# Directions
Both the line with "pub struct InventorySnapshot" and the line with "the captured slots" in the records below must appear in the output, along with every line between them, exactly and with nothing added.

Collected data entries
--- START ---

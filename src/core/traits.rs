//! Collaborator traits
//!
//! The engine consumes everything outside its own scope (location lookup,
//! durable storage, the ledger, permissions, per-party preferences) through
//! these seams. Async operations return `BoxFuture` so the traits stay
//! object-safe and can be held as `Arc<dyn ...>`.

use crate::types::{
    FailedTrade, LedgerError, Location, LocationId, PartyId, RepositoryError, TradeRecord,
};
use futures::future::{self, BoxFuture};
use std::sync::Arc;

/// Live, cached view of storage locations
pub trait LocationDirectory: Send + Sync {
    /// Current live representation of a location
    fn resolve(&self, location: LocationId) -> Option<Arc<Location>>;
}

/// Durable location records
pub trait LocationRepository: Send + Sync {
    fn find_by_id(
        &self,
        location: LocationId,
    ) -> BoxFuture<'_, Result<Option<Location>, RepositoryError>>;

    fn save(&self, location: Location) -> BoxFuture<'_, Result<(), RepositoryError>>;
}

/// Rebuilds the live representation of a location from its durable record
pub trait LocationCache: Send + Sync {
    fn reload(&self, location: LocationId) -> BoxFuture<'_, Result<Arc<Location>, RepositoryError>>;
}

/// Durable trade ledger
///
/// Writes are fire-and-forget from the engine's point of view: a failure is
/// logged and tracked, never unwound.
pub trait TradeLedger: Send + Sync {
    fn record(&self, record: TradeRecord) -> BoxFuture<'_, Result<(), LedgerError>>;

    /// Analytics hook for rejected and rolled-back attempts
    fn record_failure(&self, _failure: FailedTrade) -> BoxFuture<'_, Result<(), LedgerError>> {
        Box::pin(future::ready(Ok(())))
    }
}

/// Who asked for an administrative operation
#[derive(Debug, Clone, Copy, PartialEq, Eq, Hash)]
pub enum Initiator {
    /// Server console; always permitted
    Console,
    Party(PartyId),
}

/// Permission checks for administrative operations
pub trait PermissionGate: Send + Sync {
    fn can_transfer_ownership(&self, initiator: Initiator, location: LocationId) -> bool;
}

/// Per-party auto-exchange opt-out
pub trait AutoExchangePreferences: Send + Sync {
    fn is_enabled(&self, party: PartyId) -> bool;
}
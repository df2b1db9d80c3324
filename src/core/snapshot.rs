//! Inventory snapshots
//!
//! The rollback primitive: a deep copy of every slot taken at one instant,
//! restored wholesale when an exchange has to be undone.

use crate::types::{Inventory, ItemStack};

/// Point-in-time copy of an inventory's slots
///
/// Immutable once captured. Restoring is total: whatever the inventory holds
/// at restore time is discarded, not merged.
#[derive(Debug, Clone, PartialEq, Eq)]
pub struct InventorySnapshot {
    contents: Vec<Option<ItemStack>>,
}

impl InventorySnapshot {
    /// Deep-copy every slot of `inventory`
    pub fn capture(inventory: &Inventory) -> Self {
        InventorySnapshot {
            contents: inventory.slots().to_vec(),
        }
    }

    /// Replace the contents of `inventory` with the captured slots
    pub fn restore(&self, inventory: &mut Inventory) {
        inventory.set_contents(self.contents.clone());
    }

    pub fn size(&self) -> usize {
        self.contents.len()
    }

    /// Whether `inventory` currently matches this snapshot slot for slot
    pub fn matches(&self, inventory: &Inventory) -> bool {
        self.contents.as_slice() == inventory.slots()
    }
}
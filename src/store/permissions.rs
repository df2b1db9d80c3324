//! Static permission gate and auto-exchange preferences

use crate::core::traits::{AutoExchangePreferences, Initiator, PermissionGate};
use crate::types::{LocationId, PartyId};
use dashmap::DashSet;

/// Fixed set of administrators allowed to transfer any location
///
/// The console is always allowed.
#[derive(Debug, Default)]
pub struct StaticPermissions {
    admins: DashSet<PartyId>,
}

impl StaticPermissions {
    pub fn new(admins: impl IntoIterator<Item = PartyId>) -> Self {
        let set = DashSet::new();
        for admin in admins {
            set.insert(admin);
        }
        StaticPermissions { admins: set }
    }

    pub fn grant(&self, party: PartyId) {
        self.admins.insert(party);
    }
}

impl PermissionGate for StaticPermissions {
    fn can_transfer_ownership(&self, initiator: Initiator, _location: LocationId) -> bool {
        match initiator {
            Initiator::Console => true,
            Initiator::Party(party) => self.admins.contains(&party),
        }
    }
}

/// Auto-exchange is on for everyone except the parties that opted out
#[derive(Debug, Default)]
pub struct AutoExchangeOptOut {
    disabled: DashSet<PartyId>,
}

impl AutoExchangeOptOut {
    pub fn new() -> Self {
        AutoExchangeOptOut::default()
    }

    pub fn set_enabled(&self, party: PartyId, enabled: bool) {
        if enabled {
            self.disabled.remove(&party);
        } else {
            self.disabled.insert(party);
        }
    }
}

impl AutoExchangePreferences for AutoExchangeOptOut {
    fn is_enabled(&self, party: PartyId) -> bool {
        !self.disabled.contains(&party)
    }
}

#[cfg(test)]
mod tests {
    use super::*;
    use rstest::rstest;

    #[rstest]
    #[case::console(Initiator::Console, true)]
    #[case::admin(Initiator::Party(9), true)]
    #[case::player(Initiator::Party(1), false)]
    fn test_transfer_permission(#[case] initiator: Initiator, #[case] allowed: bool) {
        let gate = StaticPermissions::new([9]);
        assert_eq!(gate.can_transfer_ownership(initiator, 4), allowed);
    }

    #[test]
    fn test_opt_out_toggles() {
        let prefs = AutoExchangeOptOut::new();
        assert!(prefs.is_enabled(1));

        prefs.set_enabled(1, false);
        assert!(!prefs.is_enabled(1));
        assert!(prefs.is_enabled(2));

        prefs.set_enabled(1, true);
        assert!(prefs.is_enabled(1));
    }
}
//! Original-vs-privatized summaries for the presentation layer.
//!
//! The core does not draw anything; it hands back the binned counts a
//! plotting layer needs to show how much a release distorted a column.

use std::collections::HashMap;

use serde::Serialize;

use crate::domain::{Column, NumericCell};

/// Number of bins for numeric comparisons.
pub const NUMERIC_BINS: usize = 30;

/// Number of categories kept for categorical comparisons.
pub const TOP_CATEGORIES: usize = 10;

/// Label used for missing cells in categorical comparisons.
pub const MISSING_LABEL: &str = "NULL";

/// Comparison of one column before and after privatization.
#[derive(Debug, Clone, PartialEq, Serialize)]
#[serde(tag = "kind", rename_all = "snake_case")]
pub enum ColumnComparison {
    Numeric(NumericComparison),
    Categorical(CategoricalComparison),
}

/// Histograms of original and privatized values over shared bins.
#[derive(Debug, Clone, PartialEq, Serialize)]
pub struct NumericComparison {
    /// `bins + 1` ascending edges
    pub bin_edges: Vec<f64>,
    pub original: Vec<u64>,
    pub privatized: Vec<u64>,
}

/// Counts for one category.
#[derive(Debug, Clone, PartialEq, Serialize)]
pub struct CategoryCount {
    pub label: String,
    pub original: u64,
    pub privatized: u64,
}

/// The most frequent original categories with their privatized counts.
#[derive(Debug, Clone, PartialEq, Serialize)]
pub struct CategoricalComparison {
    pub categories: Vec<CategoryCount>,
}

/// Summarize `original` against its privatized counterpart.
///
/// The original column's kind decides the summary.
#[must_use]
pub fn compare_columns(original: &Column, privatized: &Column) -> ColumnComparison {
    if original.is_numeric() {
        ColumnComparison::Numeric(compare_numeric(original, privatized))
    } else {
        ColumnComparison::Categorical(compare_categorical(original, privatized))
    }
}

fn finite_values(column: &Column) -> Vec<f64> {
    column
        .values()
        .iter()
        .filter_map(|v| match v.to_numeric() {
            NumericCell::Finite(x) => Some(x),
            _ => None,
        })
        .collect()
}

fn compare_numeric(original: &Column, privatized: &Column) -> NumericComparison {
    let before = finite_values(original);
    let after = finite_values(privatized);

    let (mut lo, mut hi) = before
        .iter()
        .chain(after.iter())
        .fold((f64::INFINITY, f64::NEG_INFINITY), |(lo, hi), &x| (lo.min(x), hi.max(x)));
    if !lo.is_finite() {
        lo = 0.0;
        hi = 1.0;
    } else if lo == hi {
        lo -= 0.5;
        hi += 0.5;
    }

    let width = (hi - lo) / NUMERIC_BINS as f64;
    let bin_edges = (0..=NUMERIC_BINS).map(|i| lo + width * i as f64).collect();
    let bin_of = |x: f64| (((x - lo) / width) as usize).min(NUMERIC_BINS - 1);

    let mut counts_before = vec![0u64; NUMERIC_BINS];
    let mut counts_after = vec![0u64; NUMERIC_BINS];
    for x in before {
        counts_before[bin_of(x)] += 1;
    }
    for x in after {
        counts_after[bin_of(x)] += 1;
    }

    NumericComparison {
        bin_edges,
        original: counts_before,
        privatized: counts_after,
    }
}

fn label_counts(column: &Column) -> HashMap<String, u64> {
    let mut counts = HashMap::new();
    for value in column.values() {
        let label = value.key().unwrap_or_else(|| MISSING_LABEL.to_string());
        *counts.entry(label).or_insert(0) += 1;
    }
    counts
}

fn compare_categorical(original: &Column, privatized: &Column) -> CategoricalComparison {
    let before = label_counts(original);
    let after = label_counts(privatized);

    let mut ranked: Vec<(String, u64)> = before.into_iter().collect();
    ranked.sort_by(|a, b| b.1.cmp(&a.1).then_with(|| a.0.cmp(&b.0)));
    ranked.truncate(TOP_CATEGORIES);

    let categories = ranked
        .into_iter()
        .map(|(label, original)| CategoryCount {
            privatized: after.get(&label).copied().unwrap_or(0),
            label,
            original,
        })
        .collect();

    CategoricalComparison { categories }
}
//! Mechanism kinds and aggregate operations, as named by callers.

use std::str::FromStr;

use serde::{Deserialize, Serialize};

use super::ValidationError;

/// Noise mechanism selected by the caller.
///
/// `Exponential` is the caller-facing name for the biased-choice randomized
/// response used on categorical data (see [`crate::domain::BiasedChoice`]).
/// On numeric data it falls back to Laplace.
#[derive(Debug, Clone, Copy, PartialEq, Eq, Hash, Serialize, Deserialize)]
#[serde(rename_all = "snake_case")]
pub enum MechanismKind {
    /// Additive Laplace noise, ε-DP
    Laplace,
    /// Additive Gaussian noise, (ε, δ)-DP
    Gaussian,
    /// Biased-choice randomized response on categories
    Exponential,
}

impl MechanismKind {
    /// The name callers use for this mechanism.
    #[must_use]
    pub fn name(&self) -> &'static str {
        match self {
            Self::Laplace => "laplace",
            Self::Gaussian => "gaussian",
            Self::Exponential => "exponential",
        }
    }

    /// Parse a mechanism name, rejecting unknown names.
    ///
    /// # Errors
    /// Returns [`ValidationError::UnknownMechanism`] for unrecognized names.
    pub fn parse_strict(name: &str) -> Result<Self, ValidationError> {
        name.parse()
    }

    /// Parse a mechanism name, defaulting unknown names to Laplace.
    ///
    /// This is the bulk column path's behaviour.
    #[must_use]
    pub fn parse_lenient(name: &str) -> Self {
        name.parse().unwrap_or_else(|_| {
            tracing::debug!(mechanism = name, "unrecognized mechanism, using laplace");
            Self::Laplace
        })
    }

    /// The additive mechanism actually used for numeric data.
    #[must_use]
    pub fn numeric(&self) -> Self {
        match self {
            Self::Exponential => Self::Laplace,
            other => *other,
        }
    }
}

impl FromStr for MechanismKind {
    type Err = ValidationError;

    fn from_str(s: &str) -> Result<Self, Self::Err> {
        match s.trim().to_ascii_lowercase().as_str() {
            "laplace" => Ok(Self::Laplace),
            "gaussian" => Ok(Self::Gaussian),
            "exponential" => Ok(Self::Exponential),
            _ => Err(ValidationError::UnknownMechanism(s.to_string())),
        }
    }
}

impl std::fmt::Display for MechanismKind {
    fn fmt(&self, f: &mut std::fmt::Formatter<'_>) -> std::fmt::Result {
        f.write_str(self.name())
    }
}

/// Aggregate operation understood by the query dispatcher.
#[derive(Debug, Clone, Copy, PartialEq, Eq, Hash, Serialize, Deserialize)]
#[serde(rename_all = "snake_case")]
pub enum Operation {
    Mean,
    Sum,
    Count,
    Histogram,
    FullColumn,
}

impl Operation {
    #[must_use]
    pub fn name(&self) -> &'static str {
        match self {
            Self::Mean => "mean",
            Self::Sum => "sum",
            Self::Count => "count",
            Self::Histogram => "histogram",
            Self::FullColumn => "full_column",
        }
    }

    /// Whether the operation is only defined over numeric columns.
    ///
    /// Count works on anything; histogram counts distinct values and so
    /// accepts categorical columns too.
    #[must_use]
    pub fn requires_numeric(&self) -> bool {
        matches!(self, Self::Mean | Self::Sum | Self::FullColumn)
    }
}

impl FromStr for Operation {
    type Err = ValidationError;

    fn from_str(s: &str) -> Result<Self, Self::Err> {
        match s.trim().to_ascii_lowercase().as_str() {
            "mean" => Ok(Self::Mean),
            "sum" => Ok(Self::Sum),
            "count" => Ok(Self::Count),
            "histogram" => Ok(Self::Histogram),
            "full_column" => Ok(Self::FullColumn),
            _ => Err(ValidationError::UnknownOperation(s.to_string())),
        }
    }
}

impl std::fmt::Display for Operation {
    fn fmt(&self, f: &mut std::fmt::Formatter<'_>) -> std::fmt::Result {
        f.write_str(self.name())
    }
}

#[cfg(test)]
mod tests {
    use super::*;

    #[test]
    fn test_strict_parse() {
        assert_eq!(MechanismKind::parse_strict(" Gaussian "), Ok(MechanismKind::Gaussian));
        assert_eq!(
            MechanismKind::parse_strict("geometric"),
            Err(ValidationError::UnknownMechanism("geometric".to_string()))
        );
    }

    #[test]
    fn test_lenient_parse_defaults_to_laplace() {
        assert_eq!(MechanismKind::parse_lenient("geometric"), MechanismKind::Laplace);
        assert_eq!(MechanismKind::parse_lenient("exponential"), MechanismKind::Exponential);
    }

    #[test]
    fn test_exponential_numeric_fallback() {
        assert_eq!(MechanismKind::Exponential.numeric(), MechanismKind::Laplace);
        assert_eq!(MechanismKind::Gaussian.numeric(), MechanismKind::Gaussian);
    }

    #[test]
    fn test_operation_names_round_trip() {
        for op in [
            Operation::Mean,
            Operation::Sum,
            Operation::Count,
            Operation::Histogram,
            Operation::FullColumn,
        ] {
            assert_eq!(op.name().parse::<Operation>(), Ok(op));
        }
        assert!("median".parse::<Operation>().is_err());
    }
}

--- END ---

# Solution for this task
pub struct InventorySnapshot {
    contents: Vec<Option<ItemStack>>,
}

impl InventorySnapshot {
    /// Deep-copy every slot of `inventory`
    pub fn capture(inventory: &Inventory) -> Self {
        InventorySnapshot {
            contents: inventory.slots().to_vec(),
        }
    }

    /// Replace the contents of `inventory` with the captured slots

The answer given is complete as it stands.